**What is needed**
Look for the word "first" in the entries below, then copy every line that has it.

**Data for the task**
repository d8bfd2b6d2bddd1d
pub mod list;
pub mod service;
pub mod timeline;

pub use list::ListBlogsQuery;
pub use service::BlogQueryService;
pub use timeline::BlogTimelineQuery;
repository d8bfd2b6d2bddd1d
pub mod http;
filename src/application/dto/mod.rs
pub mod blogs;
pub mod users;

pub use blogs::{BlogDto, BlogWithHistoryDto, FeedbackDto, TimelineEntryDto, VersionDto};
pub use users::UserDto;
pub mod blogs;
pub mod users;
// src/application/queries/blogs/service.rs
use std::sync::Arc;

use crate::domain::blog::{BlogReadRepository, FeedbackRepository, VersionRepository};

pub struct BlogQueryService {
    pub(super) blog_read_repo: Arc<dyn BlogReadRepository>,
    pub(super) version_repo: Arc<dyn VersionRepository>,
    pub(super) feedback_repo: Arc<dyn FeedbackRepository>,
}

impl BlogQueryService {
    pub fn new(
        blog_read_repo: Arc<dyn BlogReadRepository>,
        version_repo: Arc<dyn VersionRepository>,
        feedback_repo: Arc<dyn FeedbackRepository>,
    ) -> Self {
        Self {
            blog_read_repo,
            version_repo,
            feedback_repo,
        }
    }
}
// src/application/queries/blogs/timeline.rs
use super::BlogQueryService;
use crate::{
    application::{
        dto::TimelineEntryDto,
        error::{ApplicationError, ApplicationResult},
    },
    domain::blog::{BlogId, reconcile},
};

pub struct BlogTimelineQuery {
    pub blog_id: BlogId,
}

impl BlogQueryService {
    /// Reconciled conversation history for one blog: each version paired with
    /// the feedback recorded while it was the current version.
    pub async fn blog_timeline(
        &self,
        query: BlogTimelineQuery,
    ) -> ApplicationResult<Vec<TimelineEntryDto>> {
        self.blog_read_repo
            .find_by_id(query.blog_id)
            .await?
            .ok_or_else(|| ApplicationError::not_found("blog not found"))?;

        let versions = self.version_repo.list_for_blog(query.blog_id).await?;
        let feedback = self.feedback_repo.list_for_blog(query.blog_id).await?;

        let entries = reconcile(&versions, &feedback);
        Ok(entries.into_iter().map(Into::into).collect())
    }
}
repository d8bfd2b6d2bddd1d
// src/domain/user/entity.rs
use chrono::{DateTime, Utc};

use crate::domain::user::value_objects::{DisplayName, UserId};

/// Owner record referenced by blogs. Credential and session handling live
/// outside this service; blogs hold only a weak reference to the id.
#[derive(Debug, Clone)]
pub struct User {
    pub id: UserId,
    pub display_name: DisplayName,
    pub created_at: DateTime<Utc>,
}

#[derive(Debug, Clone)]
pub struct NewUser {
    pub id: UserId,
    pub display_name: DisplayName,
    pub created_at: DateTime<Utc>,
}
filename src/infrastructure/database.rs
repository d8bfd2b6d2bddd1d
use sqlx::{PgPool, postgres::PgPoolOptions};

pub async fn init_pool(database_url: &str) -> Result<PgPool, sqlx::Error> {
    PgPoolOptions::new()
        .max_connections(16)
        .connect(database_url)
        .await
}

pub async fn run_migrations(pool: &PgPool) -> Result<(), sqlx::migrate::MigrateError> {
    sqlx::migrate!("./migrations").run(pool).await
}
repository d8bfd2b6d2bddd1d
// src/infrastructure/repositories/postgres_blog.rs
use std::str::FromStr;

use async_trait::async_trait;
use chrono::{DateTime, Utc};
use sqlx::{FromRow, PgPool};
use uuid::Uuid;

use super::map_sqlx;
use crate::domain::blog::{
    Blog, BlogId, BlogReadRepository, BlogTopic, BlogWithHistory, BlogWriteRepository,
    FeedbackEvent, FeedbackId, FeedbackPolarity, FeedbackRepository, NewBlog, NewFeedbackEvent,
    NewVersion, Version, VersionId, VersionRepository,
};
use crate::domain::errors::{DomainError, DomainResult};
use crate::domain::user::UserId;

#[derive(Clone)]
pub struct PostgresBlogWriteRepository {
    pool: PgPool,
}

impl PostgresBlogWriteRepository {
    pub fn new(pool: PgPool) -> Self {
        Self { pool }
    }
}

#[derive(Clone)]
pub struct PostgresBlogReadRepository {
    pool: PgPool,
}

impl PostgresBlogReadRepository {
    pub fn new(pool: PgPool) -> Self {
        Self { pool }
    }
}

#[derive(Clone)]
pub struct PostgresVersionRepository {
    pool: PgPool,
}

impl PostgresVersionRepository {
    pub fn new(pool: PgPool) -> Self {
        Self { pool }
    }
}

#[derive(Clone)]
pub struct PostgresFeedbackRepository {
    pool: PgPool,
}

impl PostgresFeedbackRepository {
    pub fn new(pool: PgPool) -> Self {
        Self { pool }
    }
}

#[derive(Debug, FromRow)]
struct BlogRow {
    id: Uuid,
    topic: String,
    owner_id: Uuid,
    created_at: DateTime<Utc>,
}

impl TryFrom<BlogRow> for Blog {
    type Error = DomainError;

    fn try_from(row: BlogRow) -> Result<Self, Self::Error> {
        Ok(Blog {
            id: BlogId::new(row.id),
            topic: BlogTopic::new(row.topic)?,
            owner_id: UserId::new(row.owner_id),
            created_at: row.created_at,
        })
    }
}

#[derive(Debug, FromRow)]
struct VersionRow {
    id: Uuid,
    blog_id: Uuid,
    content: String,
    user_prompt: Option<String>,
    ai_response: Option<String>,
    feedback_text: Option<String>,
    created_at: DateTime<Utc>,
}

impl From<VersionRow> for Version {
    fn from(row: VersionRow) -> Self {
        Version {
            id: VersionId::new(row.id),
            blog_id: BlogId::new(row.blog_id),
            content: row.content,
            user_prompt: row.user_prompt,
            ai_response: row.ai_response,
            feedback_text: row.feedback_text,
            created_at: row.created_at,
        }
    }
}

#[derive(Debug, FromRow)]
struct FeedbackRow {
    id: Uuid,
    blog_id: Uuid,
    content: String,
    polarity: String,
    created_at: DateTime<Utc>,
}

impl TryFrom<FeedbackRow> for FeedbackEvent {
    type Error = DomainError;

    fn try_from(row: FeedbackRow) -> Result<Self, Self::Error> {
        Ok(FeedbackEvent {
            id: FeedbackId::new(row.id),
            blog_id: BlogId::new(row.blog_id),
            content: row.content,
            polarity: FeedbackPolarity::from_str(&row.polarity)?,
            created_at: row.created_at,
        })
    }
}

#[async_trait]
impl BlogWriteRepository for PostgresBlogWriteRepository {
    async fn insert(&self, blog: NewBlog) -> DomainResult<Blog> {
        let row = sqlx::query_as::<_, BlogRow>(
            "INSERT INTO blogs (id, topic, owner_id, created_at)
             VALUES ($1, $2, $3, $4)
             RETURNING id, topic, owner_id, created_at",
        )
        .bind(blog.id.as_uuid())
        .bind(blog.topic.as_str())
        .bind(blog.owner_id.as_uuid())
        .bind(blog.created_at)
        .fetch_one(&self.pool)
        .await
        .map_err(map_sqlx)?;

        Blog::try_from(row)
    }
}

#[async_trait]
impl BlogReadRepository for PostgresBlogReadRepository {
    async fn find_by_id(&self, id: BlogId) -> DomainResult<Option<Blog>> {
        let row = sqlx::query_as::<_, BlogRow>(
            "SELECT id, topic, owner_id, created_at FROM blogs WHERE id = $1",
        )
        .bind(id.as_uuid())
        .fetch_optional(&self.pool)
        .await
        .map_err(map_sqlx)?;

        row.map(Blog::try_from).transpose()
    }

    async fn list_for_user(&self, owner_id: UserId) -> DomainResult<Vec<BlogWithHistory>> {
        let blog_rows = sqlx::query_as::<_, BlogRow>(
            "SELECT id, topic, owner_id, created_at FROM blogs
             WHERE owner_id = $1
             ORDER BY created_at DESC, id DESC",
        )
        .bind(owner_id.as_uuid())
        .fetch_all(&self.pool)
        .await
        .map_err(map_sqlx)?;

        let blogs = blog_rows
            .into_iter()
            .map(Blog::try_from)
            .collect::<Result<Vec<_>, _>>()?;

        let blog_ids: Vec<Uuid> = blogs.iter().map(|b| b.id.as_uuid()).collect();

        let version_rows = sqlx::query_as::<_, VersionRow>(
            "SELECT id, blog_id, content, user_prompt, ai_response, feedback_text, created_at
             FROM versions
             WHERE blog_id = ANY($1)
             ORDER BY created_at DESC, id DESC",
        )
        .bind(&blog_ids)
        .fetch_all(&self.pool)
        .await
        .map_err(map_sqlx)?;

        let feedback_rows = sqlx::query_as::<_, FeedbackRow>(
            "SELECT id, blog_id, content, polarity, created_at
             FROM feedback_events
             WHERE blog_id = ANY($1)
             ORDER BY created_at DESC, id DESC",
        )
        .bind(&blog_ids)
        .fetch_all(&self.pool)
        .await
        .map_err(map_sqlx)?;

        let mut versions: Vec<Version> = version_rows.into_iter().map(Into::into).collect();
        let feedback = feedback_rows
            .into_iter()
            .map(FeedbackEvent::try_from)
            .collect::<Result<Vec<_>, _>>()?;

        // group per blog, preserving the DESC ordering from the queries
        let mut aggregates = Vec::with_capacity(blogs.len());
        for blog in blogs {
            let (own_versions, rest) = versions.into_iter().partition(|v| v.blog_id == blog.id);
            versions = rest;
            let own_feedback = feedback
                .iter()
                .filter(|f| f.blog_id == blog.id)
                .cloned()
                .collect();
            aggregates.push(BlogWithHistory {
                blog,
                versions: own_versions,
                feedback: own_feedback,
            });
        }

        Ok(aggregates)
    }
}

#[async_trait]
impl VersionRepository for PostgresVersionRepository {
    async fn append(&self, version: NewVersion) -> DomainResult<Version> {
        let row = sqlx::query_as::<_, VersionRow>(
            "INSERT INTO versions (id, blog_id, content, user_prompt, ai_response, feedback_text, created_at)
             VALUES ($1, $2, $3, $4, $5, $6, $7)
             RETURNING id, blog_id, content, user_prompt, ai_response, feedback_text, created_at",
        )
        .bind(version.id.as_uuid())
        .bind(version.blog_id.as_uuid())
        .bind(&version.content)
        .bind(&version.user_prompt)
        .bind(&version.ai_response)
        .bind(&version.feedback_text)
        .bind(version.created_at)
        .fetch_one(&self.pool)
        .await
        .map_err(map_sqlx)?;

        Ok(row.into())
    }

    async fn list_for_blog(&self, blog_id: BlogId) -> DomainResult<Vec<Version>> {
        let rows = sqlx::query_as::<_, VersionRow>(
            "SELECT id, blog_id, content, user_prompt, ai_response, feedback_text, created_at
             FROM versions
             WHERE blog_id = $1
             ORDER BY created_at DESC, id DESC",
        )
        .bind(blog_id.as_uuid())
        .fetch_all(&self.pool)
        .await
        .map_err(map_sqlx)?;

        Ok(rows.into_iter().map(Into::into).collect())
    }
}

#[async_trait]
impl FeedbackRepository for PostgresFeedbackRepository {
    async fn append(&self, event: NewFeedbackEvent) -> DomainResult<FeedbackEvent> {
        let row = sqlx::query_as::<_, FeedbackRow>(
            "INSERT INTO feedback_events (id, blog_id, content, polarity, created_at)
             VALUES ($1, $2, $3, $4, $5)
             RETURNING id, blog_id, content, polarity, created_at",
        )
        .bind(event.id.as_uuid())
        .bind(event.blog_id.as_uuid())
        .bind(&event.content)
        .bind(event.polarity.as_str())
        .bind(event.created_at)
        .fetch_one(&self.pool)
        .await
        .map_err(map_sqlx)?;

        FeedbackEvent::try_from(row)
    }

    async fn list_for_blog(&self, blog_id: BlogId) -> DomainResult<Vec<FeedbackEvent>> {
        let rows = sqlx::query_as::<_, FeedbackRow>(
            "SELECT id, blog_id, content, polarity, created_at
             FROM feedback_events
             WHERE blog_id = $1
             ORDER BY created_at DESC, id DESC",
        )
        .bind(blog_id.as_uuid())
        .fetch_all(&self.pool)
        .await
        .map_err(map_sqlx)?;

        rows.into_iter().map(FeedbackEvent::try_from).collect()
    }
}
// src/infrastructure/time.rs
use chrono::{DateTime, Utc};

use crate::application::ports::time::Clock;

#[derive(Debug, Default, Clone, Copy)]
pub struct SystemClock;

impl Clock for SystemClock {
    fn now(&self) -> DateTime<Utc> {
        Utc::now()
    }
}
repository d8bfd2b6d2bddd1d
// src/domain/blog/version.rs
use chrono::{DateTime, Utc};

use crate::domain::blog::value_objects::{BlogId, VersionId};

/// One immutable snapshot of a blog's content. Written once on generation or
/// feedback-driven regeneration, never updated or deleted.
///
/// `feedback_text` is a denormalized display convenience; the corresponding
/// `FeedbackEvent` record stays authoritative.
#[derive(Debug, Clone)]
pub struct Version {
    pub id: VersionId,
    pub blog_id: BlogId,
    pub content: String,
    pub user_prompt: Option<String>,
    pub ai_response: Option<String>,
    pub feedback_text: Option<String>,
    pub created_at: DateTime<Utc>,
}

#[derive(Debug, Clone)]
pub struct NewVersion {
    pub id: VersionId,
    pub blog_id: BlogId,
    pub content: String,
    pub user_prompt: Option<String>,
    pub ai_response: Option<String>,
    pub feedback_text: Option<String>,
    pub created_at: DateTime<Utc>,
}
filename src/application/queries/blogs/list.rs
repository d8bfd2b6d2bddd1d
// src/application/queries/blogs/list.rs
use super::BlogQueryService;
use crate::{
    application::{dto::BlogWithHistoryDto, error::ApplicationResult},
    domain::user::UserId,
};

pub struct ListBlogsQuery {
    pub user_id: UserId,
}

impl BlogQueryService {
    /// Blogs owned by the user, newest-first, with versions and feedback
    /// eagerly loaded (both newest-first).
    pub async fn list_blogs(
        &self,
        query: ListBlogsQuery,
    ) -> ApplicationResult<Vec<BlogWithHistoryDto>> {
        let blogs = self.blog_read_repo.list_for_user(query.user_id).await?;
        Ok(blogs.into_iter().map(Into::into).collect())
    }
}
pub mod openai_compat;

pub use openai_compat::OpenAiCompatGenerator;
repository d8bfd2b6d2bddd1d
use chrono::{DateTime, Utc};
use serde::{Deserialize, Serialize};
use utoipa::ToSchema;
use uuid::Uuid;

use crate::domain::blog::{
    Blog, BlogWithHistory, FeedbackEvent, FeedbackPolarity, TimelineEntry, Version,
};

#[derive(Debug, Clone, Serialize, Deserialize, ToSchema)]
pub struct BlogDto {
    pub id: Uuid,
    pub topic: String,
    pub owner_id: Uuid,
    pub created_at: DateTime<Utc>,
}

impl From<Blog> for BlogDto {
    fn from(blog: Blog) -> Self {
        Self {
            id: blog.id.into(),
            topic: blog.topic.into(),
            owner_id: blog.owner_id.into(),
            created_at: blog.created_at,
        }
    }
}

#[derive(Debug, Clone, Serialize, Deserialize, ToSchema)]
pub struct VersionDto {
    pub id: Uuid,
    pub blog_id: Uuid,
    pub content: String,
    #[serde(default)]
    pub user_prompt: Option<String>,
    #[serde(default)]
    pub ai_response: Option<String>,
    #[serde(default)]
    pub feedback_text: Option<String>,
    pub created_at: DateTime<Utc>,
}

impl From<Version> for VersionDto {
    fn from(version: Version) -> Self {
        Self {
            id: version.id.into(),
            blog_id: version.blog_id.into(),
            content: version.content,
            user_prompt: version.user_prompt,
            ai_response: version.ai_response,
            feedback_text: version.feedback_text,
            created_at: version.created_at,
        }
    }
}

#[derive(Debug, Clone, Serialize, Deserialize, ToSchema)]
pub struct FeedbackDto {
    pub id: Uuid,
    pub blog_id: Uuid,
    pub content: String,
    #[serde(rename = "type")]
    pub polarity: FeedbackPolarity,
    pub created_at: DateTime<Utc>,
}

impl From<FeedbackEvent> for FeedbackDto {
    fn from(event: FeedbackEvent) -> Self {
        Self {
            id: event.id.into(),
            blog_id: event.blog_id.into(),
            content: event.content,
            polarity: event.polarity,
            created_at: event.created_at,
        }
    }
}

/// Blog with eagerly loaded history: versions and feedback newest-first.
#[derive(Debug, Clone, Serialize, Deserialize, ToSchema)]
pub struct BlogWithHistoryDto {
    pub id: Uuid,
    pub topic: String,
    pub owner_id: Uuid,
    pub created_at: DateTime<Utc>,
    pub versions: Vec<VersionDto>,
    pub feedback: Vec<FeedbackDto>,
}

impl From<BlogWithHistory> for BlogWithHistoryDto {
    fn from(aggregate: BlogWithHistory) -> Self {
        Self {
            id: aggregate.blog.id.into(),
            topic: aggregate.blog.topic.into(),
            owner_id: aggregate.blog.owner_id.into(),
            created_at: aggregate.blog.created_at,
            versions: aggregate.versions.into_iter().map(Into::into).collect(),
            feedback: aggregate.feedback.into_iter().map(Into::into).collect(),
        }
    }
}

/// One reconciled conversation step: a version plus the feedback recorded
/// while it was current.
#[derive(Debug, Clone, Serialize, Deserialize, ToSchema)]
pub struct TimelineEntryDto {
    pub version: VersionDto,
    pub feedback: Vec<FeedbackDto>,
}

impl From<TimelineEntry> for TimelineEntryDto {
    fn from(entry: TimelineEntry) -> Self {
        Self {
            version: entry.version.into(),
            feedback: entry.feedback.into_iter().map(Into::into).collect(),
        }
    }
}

**Expected output**
    /// Blogs owned by the user, newest-first, with versions and feedback
    /// eagerly loaded (both newest-first).
/// Blog with eagerly loaded history: versions and feedback newest-first.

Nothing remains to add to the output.